Rollups are currently a heated topic in the Ethereum community, and for a good reason. It is clear that the current Ethereum architecture is not ready for mass adoption, with gas fees fluctuating wildly, sometimes reaching such prohibitive heights that the network gets gentrified and entire DApps become effectively unusable. The infamous scalability problem has been proven very hard to solve without compromising on security and decentralization. Rollups, however, are gaining more and more traction and support, becoming almost universally considered to be one of the key scalability solutions for Ethereum’s woes. Vitalik himself suggested a rollup-centric roadmap for Ethereum that is worth the read.
At Cartesi, we are building a rollups solution. Check out the previous articles written, by my awesome colleagues, about it: The Rollups Rollout Announcement introduced the different pieces of our solution and offered a brief explanation of each of them. Readers looking for more details can delve into Erick de Moura’s “Cartesi Rollup — Scalable smart contracts built with mainstream software stacks” where they’ll find the reasoning behind many of our design decisions and in-depth explanations of the rollups behavior.
This article is part of the Rollup Rollout series, meant to get users and developers up to speed on what we’ve been building in the Rollups team. Two great articles have been released in this series: State Fold and Transaction Manager. Both of them introduce open-source Rust tools that aid interactions with the blockchain. In this article, we’ll summarize some topics we’ve written about before and expand on them. Then, we’ll focus on the on-chain smart contracts that make the Cartesi Rollups possible.
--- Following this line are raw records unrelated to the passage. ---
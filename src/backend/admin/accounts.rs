/**
 * Admin Accounts
 *
 * Admins are a separate account table from users. They sign in with email and
 * password only, and may reset a forgotten password through a mailed,
 * single-use token.
 */

use chrono::{DateTime, Duration, Utc};
use serde::Serialize;
use uuid::Uuid;

/// How long a password reset token stays valid
pub const RESET_TOKEN_TTL_MINUTES: i64 = 10;

#[derive(Debug, Clone, PartialEq, sqlx::FromRow)]
pub struct Admin {
    pub id: Uuid,
    pub first_name: String,
    pub last_name: String,
    pub email: String,
    pub password_hash: String,
    pub profile_img: Option<String>,
    pub reset_token: Option<String>,
    pub reset_token_expires_at: Option<DateTime<Utc>>,
    pub created_at: DateTime<Utc>,
    pub updated_at: DateTime<Utc>,
}

#[derive(Debug, Clone)]
pub struct NewAdmin {
    pub first_name: String,
    pub last_name: String,
    pub email: String,
    pub password_hash: String,
    pub profile_img: Option<String>,
}

impl NewAdmin {
    pub(crate) fn into_admin(self) -> Admin {
        let now = Utc::now();
        Admin {
            id: Uuid::new_v4(),
            first_name: self.first_name,
            last_name: self.last_name,
            email: self.email,
            password_hash: self.password_hash,
            profile_img: self.profile_img,
            reset_token: None,
            reset_token_expires_at: None,
            created_at: now,
            updated_at: now,
        }
    }
}

#[derive(Debug, Clone, Default, PartialEq)]
pub struct AdminUpdate {
    pub first_name: Option<String>,
    pub last_name: Option<String>,
    pub email: Option<String>,
    pub profile_img: Option<String>,
}

impl AdminUpdate {
    pub(crate) fn apply(&self, admin: &mut Admin) {
        if let Some(first_name) = &self.first_name {
            admin.first_name = first_name.clone();
        }
        if let Some(last_name) = &self.last_name {
            admin.last_name = last_name.clone();
        }
        if let Some(email) = &self.email {
            admin.email = email.clone();
        }
        if let Some(profile_img) = &self.profile_img {
            admin.profile_img = Some(profile_img.clone());
        }
        admin.updated_at = Utc::now();
    }
}

#[derive(Debug, Clone, Serialize, PartialEq)]
#[serde(rename_all = "camelCase")]
pub struct AdminResponse {
    #[serde(rename = "_id")]
    pub id: Uuid,
    pub first_name: String,
    pub last_name: String,
    pub email: String,
    pub profile_img: Option<String>,
    pub created_at: DateTime<Utc>,
    pub updated_at: DateTime<Utc>,
}

impl From<&Admin> for AdminResponse {
    fn from(admin: &Admin) -> Self {
        Self {
            id: admin.id,
            first_name: admin.first_name.clone(),
            last_name: admin.last_name.clone(),
            email: admin.email.clone(),
            profile_img: admin.profile_img.clone(),
            created_at: admin.created_at,
            updated_at: admin.updated_at,
        }
    }
}

/// 32 random bytes, hex encoded
pub fn generate_reset_token() -> String {
    let bytes: [u8; 32] = rand::random();
    hex::encode(bytes)
}

pub fn reset_token_expiry(now: DateTime<Utc>) -> DateTime<Utc> {
    now + Duration::minutes(RESET_TOKEN_TTL_MINUTES)
}
//! Server Module
//!
//! This module contains all server-side code for initializing and configuring
//! the Axum HTTP server.
//!
//! # Module Structure
//!
//! ```text
//! server/
//! ├── mod.rs    - Module exports and documentation
//! ├── state.rs  - AppState and its constructors
//! ├── config.rs - Optional services (database, SMTP)
//! └── init.rs   - Server initialization and app creation
//! ```
//!
//! # State Management
//!
//! `AppState` holds the configuration, the token service and trait objects
//! for the stores, object storage, identity verifier and mailer. Handlers
//! receive it through `State<AppState>`.

/// Application state management
pub mod state;

/// Optional service loading
pub mod config;

/// Server initialization
pub mod init;

pub use init::create_app;
pub use state::AppState;
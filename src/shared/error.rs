//! Shared Error Types
//!
//! Errors that can be raised outside the HTTP layer: request bodies that fail
//! validation, payloads that fail to (de)serialize, and lookups that come back
//! empty.
//!
//! # Error Categories
//!
//! - `SerializationError` - JSON serialization/deserialization failures
//! - `ValidationError` - A request field is missing or malformed
//! - `NotFound` - A resource does not exist or is not visible to the caller
//!
//! # Usage
//!
//! ```rust
//! use staging_backend::shared::error::SharedError;
//!
//! let error = SharedError::validation("email", "Email is required");
//! assert_eq!(error.to_string(), "Email is required");
//! ```
use thiserror::Error;

/// Shared error types
#[derive(Debug, Error, Clone, PartialEq)]
pub enum SharedError {
    /// JSON serialization or deserialization error
    #[error("Serialization error: {message}")]
    SerializationError {
        /// Human-readable error message
        message: String,
    },

    /// Data validation error
    ///
    /// Displays only the message; the field name is kept for logging.
    #[error("{message}")]
    ValidationError {
        /// The field that failed validation
        field: String,
        /// Human-readable error message
        message: String,
    },

    /// Resource not found (or owned by someone else)
    #[error("{resource} not found")]
    NotFound {
        /// Name of the missing resource, e.g. "Staging project"
        resource: String,
    },
}

impl SharedError {
    /// Create a new serialization error
    pub fn serialization(message: impl Into<String>) -> Self {
        Self::SerializationError {
            message: message.into(),
        }
    }

    /// Create a new validation error
    pub fn validation(field: impl Into<String>, message: impl Into<String>) -> Self {
        Self::ValidationError {
            field: field.into(),
            message: message.into(),
        }
    }

    /// Create a new not-found error
    pub fn not_found(resource: impl Into<String>) -> Self {
        Self::NotFound {
            resource: resource.into(),
        }
    }
}

impl From<serde_json::Error> for SharedError {
    fn from(err: serde_json::Error) -> Self {
        Self::serialization(format!("JSON error: {}", err))
    }
}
There are multiple ways to conceptualize scalability on blockchains, though it is commonly divided into two main components: data scalability and execution scalability. Rollups deal mainly with the latter — improving the former as a fortuitous consequence. As he often does, Vitalik Buterin wrote an informative post in which he highlights the relation between data and execution that I recommend.
To put it simply, rollups achieve scalability by moving the bulk of the computation outside the blockchain, using the ledger as a data source but not as an execution environment. As such, the rollups solution contains both off-chain and on-chain components.
Users interact with a rollup through Ethereum transactions. They send it messages (inputs) that define a computation to be processed and advance the state of the rollups machine. Interested parties run an off-chain component that watches the blockchain for inputs — understanding and executing the state updates. Once in a while, the state of the machine is checkpointed on-chain.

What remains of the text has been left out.